2017

La Grâce
Exposition collective à l'église de la Jaillette à Louvaine sur le thème de la grâce.

La grâce du grec charis, veut dire la joie. Dans la religion chrétienne, la grâce est gratuite, c’est un cadeau, c’est heureux et joyeux.

La vision que j’essaie de donner de la grâce, dans ce diptyque, tente d’exprimer une certaine beauté du monde, de la nature, des bêtes et des créatures terrestres. Elle évoque une vision proche de l’animisme. Mais encore faudrait-il s’entendre sur le mot « beauté ». Le terme est galvaudé et son usage périlleux, notamment lorsqu’il évoque le but recherché de la création artistique.
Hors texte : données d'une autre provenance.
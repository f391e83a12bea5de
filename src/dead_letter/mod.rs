//! Dead-letter sink.
//!
//! Events that can never be applied (undecodable payloads, writes the
//! backend rejects, or events an operator chose to skip) are preserved here
//! with the reason they failed, so the partition can move past them.
//!
//! Sinks are deduplicated by event identity: a redelivered poison event is
//! recorded once no matter how often the consumer meets it.

mod file;
mod in_memory;

pub use file::JsonLinesDeadLetterSink;
pub use in_memory::InMemoryDeadLetterSink;

use std::time::SystemTime;

use serde::{Deserialize, Serialize};

use crate::error::SinkError;
use crate::stream::{Event, PartitionId, SequenceNumber};

/// One unprocessable event and why it failed.
#[derive(Clone, Debug, PartialEq, Eq, Serialize, Deserialize)]
pub struct DeadLetter {
    pub consumer: String,
    pub stream_id: String,
    pub partition: PartitionId,
    pub sequence_number: SequenceNumber,
    pub partition_key: String,
    #[serde(with = "base64_bytes")]
    pub payload: Vec<u8>,
    pub reason: String,
    pub failed_at: SystemTime,
}

impl DeadLetter {
    pub fn from_event(consumer: &str, event: &Event, reason: impl Into<String>) -> Self {
        Self {
            consumer: consumer.to_string(),
            stream_id: event.stream_id.clone(),
            partition: event.partition,
            sequence_number: event.sequence_number,
            partition_key: event.partition_key.clone(),
            payload: event.payload.clone(),
            reason: reason.into(),
            failed_at: SystemTime::now(),
        }
    }

    /// Dedup identity: `consumer/stream/partition/sequence`.
    pub fn event_id(&self) -> String {
        format!(
            "{}/{}/{}/{}",
            self.consumer, self.stream_id, self.partition, self.sequence_number
        )
    }
}

/// Append-only store of dead letters.
pub trait DeadLetterSink: Send + Sync {
    /// Record a dead letter. Returns `false` when this event was already
    /// recorded for the same consumer.
    fn send(&self, letter: DeadLetter) -> Result<bool, SinkError>;

    /// Every recorded dead letter, oldest first.
    fn list(&self) -> Result<Vec<DeadLetter>, SinkError>;

    /// Dead letters of one consumer partition, oldest first.
    fn list_partition(
        &self,
        consumer: &str,
        partition: PartitionId,
    ) -> Result<Vec<DeadLetter>, SinkError> {
        Ok(self
            .list()?
            .into_iter()
            .filter(|l| l.consumer == consumer && l.partition == partition)
            .collect())
    }

    /// Remove and return the dead letters of one consumer partition, once an
    /// operator has dealt with them.
    fn drain(&self, consumer: &str, partition: PartitionId) -> Result<Vec<DeadLetter>, SinkError>;
}

mod base64_bytes {
    use base64::{engine::general_purpose::STANDARD, Engine as _};
    use serde::{Deserialize, Deserializer, Serializer};

    pub fn serialize<S: Serializer>(bytes: &[u8], serializer: S) -> Result<S::Ok, S::Error> {
        serializer.serialize_str(&STANDARD.encode(bytes))
    }

    pub fn deserialize<'de, D: Deserializer<'de>>(deserializer: D) -> Result<Vec<u8>, D::Error> {
        let encoded = String::deserialize(deserializer)?;
        STANDARD
            .decode(encoded.as_bytes())
            .map_err(serde::de::Error::custom)
    }
}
On pourrait lui préférer « puissance, force, liberté ». En se laissant porter par cette liberté, on entrevoit la beauté là où on ne l’attend pas. « La grâce c’est ce qui retire l’écaille de mes yeux pour voir dans le monde ce qui est beau ». Serait-ce un dévoilement ?

La grâce, en art correspond pour moi à la faculté de « dire » ou de montrer des choses qui sont plus que ce qu’elles sont. Elle révèle un mystère sans que l’on puisse l’épuiser ou le réduire à un seul élément, à un seul sens. C’est un mouvement qui porte à voir dans l’objet quelque chose qui touche à son intimité.
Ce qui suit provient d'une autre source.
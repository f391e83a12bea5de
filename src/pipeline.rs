//! Wiring of both consumers.
//!
//! ```text
//!  TrackingProducer ──▶ event stream ──▶ [store-updater group] ──▶ DurableStore
//!                  └──▶ cache stream ──▶ [cache-updater group] ──▶ CachePublisher ──▶ CacheNode(s)
//! ```
//!
//! The two groups share the checkpoint store, the dead-letter sink and the
//! alert sink; their checkpoints never collide because every key carries
//! the consumer name.

use std::sync::Arc;

use tracing::info;

use crate::alert::{AlertSink, LogAlertSink};
use crate::cache::{CachePublisher, CacheUpdateHandler};
use crate::checkpoint::{
    CheckpointStore, ConsumerCheckpoint, FileCheckpointStore, InMemoryCheckpointStore,
};
use crate::config::PipelineConfig;
use crate::consumer::{
    ConsumerGroup, GroupStats, PartitionState, PartitionStatus, Remediation, StreamConsumption,
};
use crate::dead_letter::{
    DeadLetter, DeadLetterSink, InMemoryDeadLetterSink, JsonLinesDeadLetterSink,
};
use crate::error::{Error, Result};
use crate::store::{DurableStore, StoreUpdateHandler};
use crate::stream::{EventStream, PartitionId};

/// Builder for a running pipeline.
///
/// The stream, the durable store and the cache publisher are required.
/// Checkpoints and dead letters default to files when the configuration
/// names a location and to memory otherwise; alerts default to the log.
pub struct Pipeline {
    config: PipelineConfig,
    stream: Option<Arc<dyn EventStream>>,
    store: Option<Arc<dyn DurableStore>>,
    publisher: Option<Arc<dyn CachePublisher>>,
    checkpoints: Option<Arc<dyn CheckpointStore>>,
    dead_letters: Option<Arc<dyn DeadLetterSink>>,
    alerts: Option<Arc<dyn AlertSink>>,
}

impl Pipeline {
    pub fn new(config: PipelineConfig) -> Self {
        Self {
            config,
            stream: None,
            store: None,
            publisher: None,
            checkpoints: None,
            dead_letters: None,
            alerts: None,
        }
    }

    pub fn with_stream(mut self, stream: Arc<dyn EventStream>) -> Self {
        self.stream = Some(stream);
        self
    }

    pub fn with_store(mut self, store: Arc<dyn DurableStore>) -> Self {
        self.store = Some(store);
        self
    }

    pub fn with_publisher(mut self, publisher: Arc<dyn CachePublisher>) -> Self {
        self.publisher = Some(publisher);
        self
    }

    pub fn with_checkpoints(mut self, checkpoints: Arc<dyn CheckpointStore>) -> Self {
        self.checkpoints = Some(checkpoints);
        self
    }

    pub fn with_dead_letters(mut self, dead_letters: Arc<dyn DeadLetterSink>) -> Self {
        self.dead_letters = Some(dead_letters);
        self
    }

    pub fn with_alerts(mut self, alerts: Arc<dyn AlertSink>) -> Self {
        self.alerts = Some(alerts);
        self
    }

    pub fn config(&self) -> &PipelineConfig {
        &self.config
    }

    /// Validate the configuration and spawn both consumer groups.
    pub fn start(self) -> Result<PipelineHandle> {
        self.config.validate()?;

        let stream = self.stream.ok_or(Error::MissingCollaborator("event stream"))?;
        let store = self.store.ok_or(Error::MissingCollaborator("durable store"))?;
        let publisher = self
            .publisher
            .ok_or(Error::MissingCollaborator("cache publisher"))?;

        let checkpoints: Arc<dyn CheckpointStore> =
            match (self.checkpoints, &self.config.checkpoint.dir) {
                (Some(checkpoints), _) => checkpoints,
                (None, Some(dir)) => Arc::new(FileCheckpointStore::open(dir)?),
                (None, None) => Arc::new(InMemoryCheckpointStore::new()),
            };
        let dead_letters: Arc<dyn DeadLetterSink> =
            match (self.dead_letters, &self.config.dead_letter.path) {
                (Some(sink), _) => sink,
                (None, Some(path)) => Arc::new(JsonLinesDeadLetterSink::open(path)?),
                (None, None) => Arc::new(InMemoryDeadLetterSink::new()),
            };
        let alerts: Arc<dyn AlertSink> = self.alerts.unwrap_or_else(|| Arc::new(LogAlertSink));

        let consumption = StreamConsumption::new(
            stream,
            Arc::clone(&checkpoints),
            Arc::clone(&dead_letters),
        )
        .with_page_size(self.config.consumer.page_size);

        let table = self.config.event_stream.table.clone();
        let event_format = self.config.event_stream.format;
        let store_group = ConsumerGroup::spawn(
            consumption.clone(),
            self.config.store_settings(),
            Arc::clone(&alerts),
            |_partition| {
                StoreUpdateHandler::new(Arc::clone(&store), table.clone()).with_format(event_format)
            },
        )?;

        let channel = self.config.cache_stream.channel.clone();
        let cache_format = self.config.cache_stream.format;
        let cache_group = ConsumerGroup::spawn(
            consumption,
            self.config.cache_settings(),
            alerts,
            |_partition| {
                CacheUpdateHandler::new(Arc::clone(&publisher))
                    .with_channel(channel.clone())
                    .with_format(cache_format)
            },
        )?;

        info!(
            event_stream = %self.config.event_stream.stream_id,
            cache_stream = %self.config.cache_stream.stream_id,
            "pipeline started"
        );

        Ok(PipelineHandle {
            config: self.config,
            store_group,
            cache_group,
            checkpoints,
            dead_letters,
        })
    }
}

/// Final statistics of both consumer groups.
#[derive(Clone, Debug, Default)]
pub struct PipelineStats {
    pub store: GroupStats,
    pub cache: GroupStats,
}

/// A running pipeline. Dropping it signals both groups to stop.
pub struct PipelineHandle {
    config: PipelineConfig,
    store_group: ConsumerGroup,
    cache_group: ConsumerGroup,
    checkpoints: Arc<dyn CheckpointStore>,
    dead_letters: Arc<dyn DeadLetterSink>,
}

impl PipelineHandle {
    /// The validated configuration the pipeline runs with.
    pub fn config(&self) -> &PipelineConfig {
        &self.config
    }

    pub fn store_group(&self) -> &ConsumerGroup {
        &self.store_group
    }

    pub fn cache_group(&self) -> &ConsumerGroup {
        &self.cache_group
    }

    /// The group running under `consumer`.
    pub fn group(&self, consumer: &str) -> Result<&ConsumerGroup> {
        [&self.store_group, &self.cache_group]
            .into_iter()
            .find(|group| group.consumer() == consumer)
            .ok_or_else(|| Error::UnknownConsumer(consumer.to_string()))
    }

    /// Status of every partition of both consumers.
    pub fn status(&self) -> Vec<PartitionStatus> {
        let mut status = self.store_group.status();
        status.extend(self.cache_group.status());
        status
    }

    /// Whether no partition of either consumer is halted.
    pub fn is_healthy(&self) -> bool {
        self.store_group.is_healthy() && self.cache_group.is_healthy()
    }

    pub fn remediate(
        &self,
        consumer: &str,
        partition: PartitionId,
        remediation: Remediation,
    ) -> Result<PartitionState> {
        Ok(self.group(consumer)?.remediate(partition, remediation)?)
    }

    pub fn checkpoints(&self, consumer: &str) -> Result<Vec<ConsumerCheckpoint>> {
        self.group(consumer)?;
        Ok(self.checkpoints.list(consumer)?)
    }

    pub fn dead_letters(&self) -> Result<Vec<DeadLetter>> {
        Ok(self.dead_letters.list()?)
    }

    /// Remove and return the dead letters of one partition, once an operator
    /// has dealt with them.
    pub fn drain_dead_letters(
        &self,
        consumer: &str,
        partition: PartitionId,
    ) -> Result<Vec<DeadLetter>> {
        self.group(consumer)?;
        Ok(self.dead_letters.drain(consumer, partition)?)
    }

    /// Stop both groups after their in-flight batches.
    pub fn stop(&self) -> PipelineStats {
        self.store_group.signal_stop();
        self.cache_group.signal_stop();
        PipelineStats {
            store: self.store_group.stop(),
            cache: self.cache_group.stop(),
        }
    }
}

#[cfg(test)]
mod tests {
    use super::*;
    use std::thread;
    use std::time::{Duration, Instant};

    use crate::cache::{CacheNode, CacheNodeListener, InMemoryPubSub};
    use crate::codec::PayloadFormat;
    use crate::producer::{TrackingMessage, TrackingProducer};
    use crate::store::{InMemoryTable, RecordKey};
    use crate::stream::InMemoryStream;

    fn config() -> PipelineConfig {
        let mut config = PipelineConfig::default();
        config.consumer.poll_timeout_ms = 20;
        config.retry.initial_backoff_ms = 1;
        config.retry.max_backoff_ms = 5;
        config
    }

    fn wait_for(mut condition: impl FnMut() -> bool) -> bool {
        let deadline = Instant::now() + Duration::from_secs(5);
        while Instant::now() < deadline {
            if condition() {
                return true;
            }
            thread::sleep(Duration::from_millis(5));
        }
        false
    }

    #[test]
    fn missing_collaborators_are_reported() {
        let result = Pipeline::new(config()).start();
        assert!(matches!(result, Err(Error::MissingCollaborator("event stream"))));
    }

    #[test]
    fn produced_messages_reach_store_and_cache() {
        let config = config();
        let stream = InMemoryStream::new();
        stream.create_stream(&config.event_stream.stream_id, 2).unwrap();
        stream.create_stream(&config.cache_stream.stream_id, 2).unwrap();
        let table = InMemoryTable::new();
        let pubsub = InMemoryPubSub::new();
        let node = CacheNode::from_config("node-a", &config.cache_node);
        let listener =
            CacheNodeListener::spawn(node.clone(), pubsub.subscribe(&config.cache_stream.channel));

        let handle = Pipeline::new(config.clone())
            .with_stream(Arc::new(stream.clone()))
            .with_store(Arc::new(table.clone()))
            .with_publisher(Arc::new(pubsub.clone()))
            .start()
            .unwrap();

        let producer = TrackingProducer::new(
            Arc::new(stream.clone()),
            config.event_stream.stream_id.clone(),
            config.cache_stream.stream_id.clone(),
        )
        .with_event_format(PayloadFormat::Bitcode);
        let produced = producer
            .send(&TrackingMessage {
                program_id: "P".into(),
                checksum: "c".into(),
                customer_id: 7,
                user_agent: "ua".into(),
                program_name: "pn".into(),
                customer_name: "cn".into(),
                is_valid: true,
                message_id: "m".into(),
            })
            .unwrap();

        let key = RecordKey::new("P", 7);
        assert!(wait_for(|| table
            .get_item(&config.event_stream.table, &key)
            .ok()
            .flatten()
            .is_some()));
        assert!(wait_for(|| node.version("P:7") == Some(produced.version)));

        assert!(handle.is_healthy());
        assert_eq!(handle.status().len(), 4);
        assert!(matches!(
            handle.remediate("nobody", PartitionId(0), Remediation::Retry),
            Err(Error::UnknownConsumer(_))
        ));

        let stats = handle.stop();
        assert_eq!(stats.store.events_applied(), 1);
        assert_eq!(stats.cache.events_applied(), 1);
        listener.stop();
    }
}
Je voudrais exprimer ce mouvement, qui porte les traits d’une transformation de la matière et de la couleur en un paysage, une créature, une étendue d’eau… sans que ceux-ci ne soient réduits à ces seuls éléments figuratifs. En d’autre terme, la figure dit plus que ce qu’elle représente, justement car elle oscille entre représentation et texture, image et matière. Grâce à cette matière, l’image d’un seul coup s’incarne, se charge d’une présence énigmatique.

Cette opération de transformation de la matière cherche aussi à traduire l’émerveillement que l’on peut ressentir devant le spectacle vivant du monde.

La grâce, du point de vu de l’acte créateur, c’est le moment de joie infime et immense à la fois où surgit le sentiment d’une conquête, au sens où l’entend Gilles Deleuze. La joie que quelque chose advienne presque à notre insu, en dehors d’une volonté consciente. Ce sont des moments où l’on est présent à soi-même et qui nous permettent de ressentir un véritable sentiment de liberté .

Lorsque le désir de faire, de créer, qui naît de l’expérience d’une incomplétude de la perception ordinaire, coïncide à l’avènement d’une forme matérielle secrètement désirée et évidente, alors nous sommes comblés. Nous avons alors affaire à un moment de grâce.

 

Julien Malardenti, juin 2017

Ils s'en remettent à la fatalité, 2017, mixte sur toiles 196 x 230 cm
Ils s'en remettent à la fatalité, 2017, mixte sur toiles 196 x 230 cm (diptyque)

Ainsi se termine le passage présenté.